**Exercise description**
Repeat exactly the lines from the first line of the records through the line containing "to is still", and nothing more.

**Excerpted data**
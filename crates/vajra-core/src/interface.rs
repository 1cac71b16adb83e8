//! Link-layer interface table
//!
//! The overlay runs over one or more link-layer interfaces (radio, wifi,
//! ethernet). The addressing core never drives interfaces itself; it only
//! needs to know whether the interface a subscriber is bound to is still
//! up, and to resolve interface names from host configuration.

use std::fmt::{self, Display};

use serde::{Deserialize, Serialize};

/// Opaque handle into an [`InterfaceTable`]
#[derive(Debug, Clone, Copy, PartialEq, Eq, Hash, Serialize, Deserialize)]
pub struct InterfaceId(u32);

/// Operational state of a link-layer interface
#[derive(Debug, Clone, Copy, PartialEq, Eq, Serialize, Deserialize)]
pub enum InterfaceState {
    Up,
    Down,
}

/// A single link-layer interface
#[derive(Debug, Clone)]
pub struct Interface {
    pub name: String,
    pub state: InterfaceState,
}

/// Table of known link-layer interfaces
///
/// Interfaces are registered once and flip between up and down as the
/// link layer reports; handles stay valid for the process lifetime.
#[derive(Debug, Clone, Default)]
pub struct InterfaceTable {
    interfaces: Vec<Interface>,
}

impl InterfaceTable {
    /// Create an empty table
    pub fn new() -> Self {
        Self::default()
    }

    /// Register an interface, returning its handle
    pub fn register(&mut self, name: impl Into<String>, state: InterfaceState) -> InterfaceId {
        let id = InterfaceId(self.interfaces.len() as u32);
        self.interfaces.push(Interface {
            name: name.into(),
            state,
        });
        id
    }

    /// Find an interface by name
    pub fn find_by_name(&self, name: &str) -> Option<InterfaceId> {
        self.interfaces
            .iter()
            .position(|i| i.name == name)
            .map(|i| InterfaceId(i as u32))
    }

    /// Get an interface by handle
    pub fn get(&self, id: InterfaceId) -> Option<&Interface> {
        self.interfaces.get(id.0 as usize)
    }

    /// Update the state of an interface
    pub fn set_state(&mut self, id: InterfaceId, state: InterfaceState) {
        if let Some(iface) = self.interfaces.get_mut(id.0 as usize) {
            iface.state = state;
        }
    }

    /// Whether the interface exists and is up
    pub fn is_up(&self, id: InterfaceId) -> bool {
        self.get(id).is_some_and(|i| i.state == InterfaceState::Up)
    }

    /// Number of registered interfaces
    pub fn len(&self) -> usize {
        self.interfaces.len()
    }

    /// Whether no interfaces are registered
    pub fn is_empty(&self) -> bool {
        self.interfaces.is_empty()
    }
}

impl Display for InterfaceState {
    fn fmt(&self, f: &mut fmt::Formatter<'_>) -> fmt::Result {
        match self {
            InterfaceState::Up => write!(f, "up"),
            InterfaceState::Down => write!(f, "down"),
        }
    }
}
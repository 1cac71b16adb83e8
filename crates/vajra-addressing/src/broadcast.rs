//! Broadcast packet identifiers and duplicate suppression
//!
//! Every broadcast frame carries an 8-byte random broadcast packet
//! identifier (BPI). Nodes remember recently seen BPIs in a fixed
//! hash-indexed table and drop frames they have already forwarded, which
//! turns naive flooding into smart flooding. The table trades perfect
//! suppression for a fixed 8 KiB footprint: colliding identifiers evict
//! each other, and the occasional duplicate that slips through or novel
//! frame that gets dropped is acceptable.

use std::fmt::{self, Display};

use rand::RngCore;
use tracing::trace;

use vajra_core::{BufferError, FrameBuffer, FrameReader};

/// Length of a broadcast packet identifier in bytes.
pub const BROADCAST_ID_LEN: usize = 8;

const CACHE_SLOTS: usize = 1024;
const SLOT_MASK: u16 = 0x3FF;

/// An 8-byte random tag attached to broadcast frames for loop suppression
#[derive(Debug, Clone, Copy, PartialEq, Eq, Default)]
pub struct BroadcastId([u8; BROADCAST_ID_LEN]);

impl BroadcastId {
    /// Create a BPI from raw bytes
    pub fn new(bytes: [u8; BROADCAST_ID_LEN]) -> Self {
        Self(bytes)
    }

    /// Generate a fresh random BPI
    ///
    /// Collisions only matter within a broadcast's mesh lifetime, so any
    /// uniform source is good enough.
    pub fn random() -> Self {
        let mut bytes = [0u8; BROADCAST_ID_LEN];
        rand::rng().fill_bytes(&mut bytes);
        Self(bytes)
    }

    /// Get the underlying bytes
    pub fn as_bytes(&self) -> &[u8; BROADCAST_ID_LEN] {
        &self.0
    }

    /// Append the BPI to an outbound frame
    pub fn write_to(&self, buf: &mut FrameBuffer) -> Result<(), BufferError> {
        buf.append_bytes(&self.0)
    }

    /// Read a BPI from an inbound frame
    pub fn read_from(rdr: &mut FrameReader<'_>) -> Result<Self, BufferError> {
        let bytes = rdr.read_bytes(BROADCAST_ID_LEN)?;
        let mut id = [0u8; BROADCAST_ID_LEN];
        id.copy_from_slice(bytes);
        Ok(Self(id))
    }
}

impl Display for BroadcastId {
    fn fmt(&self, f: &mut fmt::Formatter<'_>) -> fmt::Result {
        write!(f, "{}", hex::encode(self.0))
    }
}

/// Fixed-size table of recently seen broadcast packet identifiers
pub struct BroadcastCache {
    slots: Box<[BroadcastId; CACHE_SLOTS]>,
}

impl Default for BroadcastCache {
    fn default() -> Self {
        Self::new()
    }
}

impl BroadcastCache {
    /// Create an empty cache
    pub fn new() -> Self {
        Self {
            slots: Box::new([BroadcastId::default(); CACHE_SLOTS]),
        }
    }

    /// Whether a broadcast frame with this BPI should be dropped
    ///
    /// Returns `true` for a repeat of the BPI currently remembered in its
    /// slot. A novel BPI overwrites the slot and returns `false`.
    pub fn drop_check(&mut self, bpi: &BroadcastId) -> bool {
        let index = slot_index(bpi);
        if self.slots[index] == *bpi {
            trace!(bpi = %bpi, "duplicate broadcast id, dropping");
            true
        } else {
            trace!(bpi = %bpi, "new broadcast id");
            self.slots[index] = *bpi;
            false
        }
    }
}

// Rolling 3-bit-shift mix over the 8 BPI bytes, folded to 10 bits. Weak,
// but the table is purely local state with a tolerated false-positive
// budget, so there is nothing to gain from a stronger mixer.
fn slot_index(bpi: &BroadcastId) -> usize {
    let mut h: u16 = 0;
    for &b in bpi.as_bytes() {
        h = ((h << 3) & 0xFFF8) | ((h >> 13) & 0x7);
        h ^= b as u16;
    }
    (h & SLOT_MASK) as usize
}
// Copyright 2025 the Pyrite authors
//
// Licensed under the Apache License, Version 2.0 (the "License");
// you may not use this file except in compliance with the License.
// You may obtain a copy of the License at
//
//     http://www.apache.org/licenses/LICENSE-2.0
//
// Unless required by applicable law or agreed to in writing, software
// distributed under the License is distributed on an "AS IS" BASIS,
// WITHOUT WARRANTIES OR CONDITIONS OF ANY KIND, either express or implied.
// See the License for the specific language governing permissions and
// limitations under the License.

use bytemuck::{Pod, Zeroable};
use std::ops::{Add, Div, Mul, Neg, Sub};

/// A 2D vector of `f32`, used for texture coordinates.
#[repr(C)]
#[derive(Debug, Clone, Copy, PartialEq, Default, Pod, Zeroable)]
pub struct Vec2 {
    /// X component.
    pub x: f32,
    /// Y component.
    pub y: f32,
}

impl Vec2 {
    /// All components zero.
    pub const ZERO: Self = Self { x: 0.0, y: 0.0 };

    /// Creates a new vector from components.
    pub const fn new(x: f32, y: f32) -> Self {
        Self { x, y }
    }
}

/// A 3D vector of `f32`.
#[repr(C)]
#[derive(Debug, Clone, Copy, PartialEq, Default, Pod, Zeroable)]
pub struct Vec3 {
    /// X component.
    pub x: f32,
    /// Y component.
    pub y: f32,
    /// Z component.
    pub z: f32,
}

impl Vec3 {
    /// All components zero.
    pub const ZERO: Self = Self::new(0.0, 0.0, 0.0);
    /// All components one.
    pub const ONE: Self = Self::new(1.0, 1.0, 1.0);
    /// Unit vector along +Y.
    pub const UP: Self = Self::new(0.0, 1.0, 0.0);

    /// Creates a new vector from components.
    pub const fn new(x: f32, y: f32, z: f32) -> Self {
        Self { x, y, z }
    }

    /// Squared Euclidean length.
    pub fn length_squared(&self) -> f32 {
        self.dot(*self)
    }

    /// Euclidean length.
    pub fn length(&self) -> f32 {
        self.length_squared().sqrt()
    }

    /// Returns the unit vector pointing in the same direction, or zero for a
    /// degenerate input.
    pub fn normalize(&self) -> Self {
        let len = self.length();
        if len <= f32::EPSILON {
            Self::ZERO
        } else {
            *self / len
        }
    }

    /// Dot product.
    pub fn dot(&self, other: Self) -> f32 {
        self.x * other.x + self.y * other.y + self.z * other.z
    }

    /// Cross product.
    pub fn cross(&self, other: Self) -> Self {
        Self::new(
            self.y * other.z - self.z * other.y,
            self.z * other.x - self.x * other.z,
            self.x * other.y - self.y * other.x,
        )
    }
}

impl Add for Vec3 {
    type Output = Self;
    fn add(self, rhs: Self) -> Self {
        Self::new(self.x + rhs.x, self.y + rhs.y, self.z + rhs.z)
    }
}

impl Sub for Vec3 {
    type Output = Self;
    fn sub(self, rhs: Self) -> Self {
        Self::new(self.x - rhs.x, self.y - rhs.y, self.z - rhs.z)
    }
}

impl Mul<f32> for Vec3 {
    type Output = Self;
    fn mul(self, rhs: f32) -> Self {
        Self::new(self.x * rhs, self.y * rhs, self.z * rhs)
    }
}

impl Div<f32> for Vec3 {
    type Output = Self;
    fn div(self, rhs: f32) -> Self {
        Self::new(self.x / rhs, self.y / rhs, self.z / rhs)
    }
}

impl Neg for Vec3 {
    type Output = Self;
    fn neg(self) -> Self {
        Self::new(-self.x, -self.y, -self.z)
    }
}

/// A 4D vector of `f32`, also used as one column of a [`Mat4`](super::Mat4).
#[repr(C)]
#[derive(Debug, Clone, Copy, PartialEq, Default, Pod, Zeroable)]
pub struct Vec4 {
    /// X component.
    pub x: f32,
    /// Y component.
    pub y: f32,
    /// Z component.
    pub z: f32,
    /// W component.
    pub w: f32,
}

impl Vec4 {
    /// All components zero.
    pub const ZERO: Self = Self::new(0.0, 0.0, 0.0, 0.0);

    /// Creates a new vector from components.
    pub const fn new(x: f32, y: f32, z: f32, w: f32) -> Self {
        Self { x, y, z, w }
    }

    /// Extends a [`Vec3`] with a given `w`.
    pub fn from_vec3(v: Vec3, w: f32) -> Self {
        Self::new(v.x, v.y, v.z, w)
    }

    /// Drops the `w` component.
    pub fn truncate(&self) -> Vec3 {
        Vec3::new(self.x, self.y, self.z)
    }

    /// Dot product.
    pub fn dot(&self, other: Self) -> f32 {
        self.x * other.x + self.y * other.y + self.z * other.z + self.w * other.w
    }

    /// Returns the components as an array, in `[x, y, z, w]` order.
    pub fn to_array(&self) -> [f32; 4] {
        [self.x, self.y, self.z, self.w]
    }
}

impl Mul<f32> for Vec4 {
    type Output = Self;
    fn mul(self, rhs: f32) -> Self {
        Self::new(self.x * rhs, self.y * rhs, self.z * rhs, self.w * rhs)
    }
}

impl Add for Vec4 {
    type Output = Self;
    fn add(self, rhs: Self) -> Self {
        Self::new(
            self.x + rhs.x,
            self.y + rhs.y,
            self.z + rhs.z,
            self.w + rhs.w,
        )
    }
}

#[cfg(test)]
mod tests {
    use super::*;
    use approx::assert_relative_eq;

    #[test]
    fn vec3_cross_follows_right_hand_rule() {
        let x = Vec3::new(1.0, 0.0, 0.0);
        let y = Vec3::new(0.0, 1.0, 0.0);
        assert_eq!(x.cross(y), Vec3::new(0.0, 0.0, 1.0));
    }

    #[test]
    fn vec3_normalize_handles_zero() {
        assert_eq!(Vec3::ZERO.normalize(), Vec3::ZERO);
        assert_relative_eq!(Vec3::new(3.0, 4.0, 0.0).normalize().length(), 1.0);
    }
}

**Solved exercise**
filename crates/vajra-core/src/interface.rs
repository 1cac71b16adb83e8
//! Link-layer interface table
//!
//! The overlay runs over one or more link-layer interfaces (radio, wifi,
//! ethernet). The addressing core never drives interfaces itself; it only
//! needs to know whether the interface a subscriber is bound to is still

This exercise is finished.